We are referred to a decision made at the circuit by Chief Justice Waite in the case of Swasey v. North Carolina Railroad Company, 1 Hughes C. Ct. 17, in which, in a case similar to the present, it was held that, inasmuch as the shares of stock belonging to the State were pledged for the payment of the complainants' bonds, they were held by the railroad company as trustee for the bondholders as well as the State; and that if the trustee was a party to the suit, it was not necessary that the State should be a party. We are not certain that we are fully in possession of the facts of that case; but if they were the same as in the present case, with the highest respect for the opinions of the lamented Chief Justice, we cannot assent to the conclusions to which he arrived. In the general principles, that a State cannot be sued; that its property, in the possession of its own officers and agents, cannot be reached by its creditors by means of judicial process; and that in any such proceeding the State is an indispensable party; Chief Justice Waite certainly did express his emphatic concurrence, in the able opinion delivered by him on behalf of the court, in the case of Louisiana v. Jumel, 107 U.S. 711. His views in the Swasey case seem to have been based on the notion that the stock of the State was lodged in the hands of the railroad company as a trustee for the parties concerned, and was not in the hands of the State itself, or of its immediate officers and agents. But if the facts in that case were as he supposed them to be, the facts in the present case are certainly different from that. No stockholder of any company ever had more perfect possession and ownership of his stock than the State of North Carolina has of the stock in question.

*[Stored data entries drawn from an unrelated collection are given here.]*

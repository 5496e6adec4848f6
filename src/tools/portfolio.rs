//! Portfolio read tools backed by the turn's data source

use super::{items, num, pct, raw, require_str, round2, str_param, text, Tool};
use crate::client::OrderQuery;
use crate::error::OrchestrationError;
use crate::models::ToolInput;
use crate::scope::current_source;
use crate::Result;
use serde_json::{json, Map, Value};
use std::cmp::Ordering;

pub const VALID_RANGES: &[&str] = &["1d", "1w", "1m", "3m", "6m", "ytd", "1y", "3y", "5y", "max"];
pub const DEFAULT_RANGE: &str = "max";
const DEFAULT_DATA_SOURCE: &str = "YAHOO";
const DEFAULT_TAKE: u64 = 50;
const SYMBOL_SEARCH_LIMIT: usize = 10;

fn by_value_desc(a: &Value, b: &Value) -> Ordering {
    num(b, "valueInBaseCurrency").total_cmp(&num(a, "valueInBaseCurrency"))
}

fn symbol_arg(input: &ToolInput) -> Result<String> {
    Ok(require_str(input, "symbol")?.to_uppercase())
}

fn data_source_arg(input: &ToolInput) -> String {
    str_param(input, "data_source")
        .unwrap_or(DEFAULT_DATA_SOURCE)
        .to_uppercase()
}

/// Weighted breakdown (sectors, countries) as percentages, largest first
fn weighted_allocation(holdings: &[Value], field: &str, total_value: f64) -> Vec<(String, f64)> {
    let mut buckets: Vec<(String, f64)> = Vec::new();
    for h in holdings {
        let value = num(h, "valueInBaseCurrency");
        for entry in items(h, field) {
            let name = entry
                .get("name")
                .and_then(Value::as_str)
                .unwrap_or("Unknown")
                .to_string();
            let weight = num(&entry, "weight") * value;
            match buckets.iter_mut().find(|(n, _)| *n == name) {
                Some((_, total)) => *total += weight,
                None => buckets.push((name, weight)),
            }
        }
    }

    let mut pcts: Vec<(String, f64)> = buckets
        .into_iter()
        .map(|(name, v)| (name, round2(v / total_value * 100.0)))
        .collect();
    pcts.sort_by(|a, b| b.1.total_cmp(&a.1));
    pcts
}

fn allocation_list(entries: &[(String, f64)]) -> Value {
    Value::Array(
        entries
            .iter()
            .map(|(name, pct)| json!({ "name": name, "pct": pct }))
            .collect(),
    )
}

//
// ================= portfolio_summary =================
//

pub struct PortfolioSummaryTool;

#[async_trait::async_trait]
impl Tool for PortfolioSummaryTool {
    fn name(&self) -> &'static str {
        "portfolio_summary"
    }

    fn description(&self) -> &'static str {
        "Get a summary of the entire portfolio including total value, allocations by asset class, \
         top holdings, and performance. Use when the user asks about their portfolio overview, \
         total value, what they own, or asset allocation."
    }

    fn parameters(&self) -> Value {
        json!({ "type": "object", "properties": {} })
    }

    async fn execute(&self, _input: &ToolInput) -> Result<Value> {
        let details = current_source()?.portfolio_details().await?;
        let summary = details.get("summary").cloned().unwrap_or(Value::Null);
        let mut holdings = items(&details, "holdings");
        holdings.sort_by(by_value_desc);

        let top_holdings: Vec<Value> = holdings
            .iter()
            .take(5)
            .map(|h| {
                json!({
                    "symbol": text(h, "symbol"),
                    "name": text(h, "name"),
                    "value": raw(h, "valueInBaseCurrency"),
                    "weight_pct": pct(h, "allocationInPercentage"),
                    "performance_pct": pct(h, "netPerformancePercent"),
                })
            })
            .collect();

        let mut allocation = Map::new();
        for h in &holdings {
            let class = h
                .get("assetClass")
                .and_then(Value::as_str)
                .unwrap_or("UNKNOWN")
                .to_string();
            let current = allocation.get(&class).and_then(Value::as_f64).unwrap_or(0.0);
            allocation.insert(class, json!(round2(current + num(h, "valueInBaseCurrency"))));
        }

        Ok(json!({
            "total_value": raw(&summary, "currentValueInBaseCurrency"),
            "total_investment": raw(&summary, "totalInvestment"),
            "net_performance": raw(&summary, "netPerformance"),
            "net_performance_pct": pct(&summary, "netPerformancePercentage"),
            "gross_performance": raw(&summary, "grossPerformance"),
            "annualized_return_pct": pct(&summary, "annualizedPerformancePercent"),
            "dividend_in_base_currency": raw(&summary, "dividendInBaseCurrency"),
            "fees": raw(&summary, "fees"),
            "cash": raw(&summary, "cash"),
            "holdings_count": holdings.len(),
            "top_holdings": top_holdings,
            "allocation_by_asset_class": allocation,
        }))
    }
}

//
// ================= portfolio_performance =================
//

pub struct PortfolioPerformanceTool;

#[async_trait::async_trait]
impl Tool for PortfolioPerformanceTool {
    fn name(&self) -> &'static str {
        "portfolio_performance"
    }

    fn description(&self) -> &'static str {
        "Get portfolio performance metrics for a time range (1d, 1w, 1m, 3m, 6m, ytd, 1y, 3y, 5y, max). \
         Use when the user asks about returns, gains, losses, or how the portfolio performed."
    }

    fn parameters(&self) -> Value {
        json!({
            "type": "object",
            "properties": {
                "date_range": { "type": "string", "enum": VALID_RANGES, "default": DEFAULT_RANGE }
            }
        })
    }

    async fn execute(&self, input: &ToolInput) -> Result<Value> {
        let date_range = str_param(input, "date_range")
            .map(str::to_lowercase)
            .filter(|r| VALID_RANGES.contains(&r.as_str()))
            .unwrap_or_else(|| DEFAULT_RANGE.to_string());

        let data = current_source()?.portfolio_performance(&date_range).await?;
        let perf = data.get("performance").cloned().unwrap_or(Value::Null);
        let chart = items(&data, "chart");

        Ok(json!({
            "date_range": date_range,
            "net_performance": raw(&perf, "netPerformance"),
            "net_performance_pct": pct(&perf, "netPerformancePercentage"),
            "total_investment": raw(&perf, "totalInvestment"),
            "current_value": raw(&perf, "currentValueInBaseCurrency"),
            "current_net_worth": raw(&perf, "currentNetWorth"),
            "chart_points": chart.len(),
            "first_date": chart.first().map(|p| text(p, "date")).unwrap_or_default(),
            "last_date": chart.last().map(|p| text(p, "date")).unwrap_or_default(),
        }))
    }
}

//
// ================= holding_detail =================
//

pub struct HoldingDetailTool;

There may be contract claims against it; but they are claims against the State, because based solely on the contract of the State, and not on possession.
We think that the State is an indispensable party to any proceeding in equity in which its property is sought to be taken and subjected to the payment of its obligations; and that the present suit is of that character, and cannot be sustained.
The decree of the Circuit Court is Affirmed.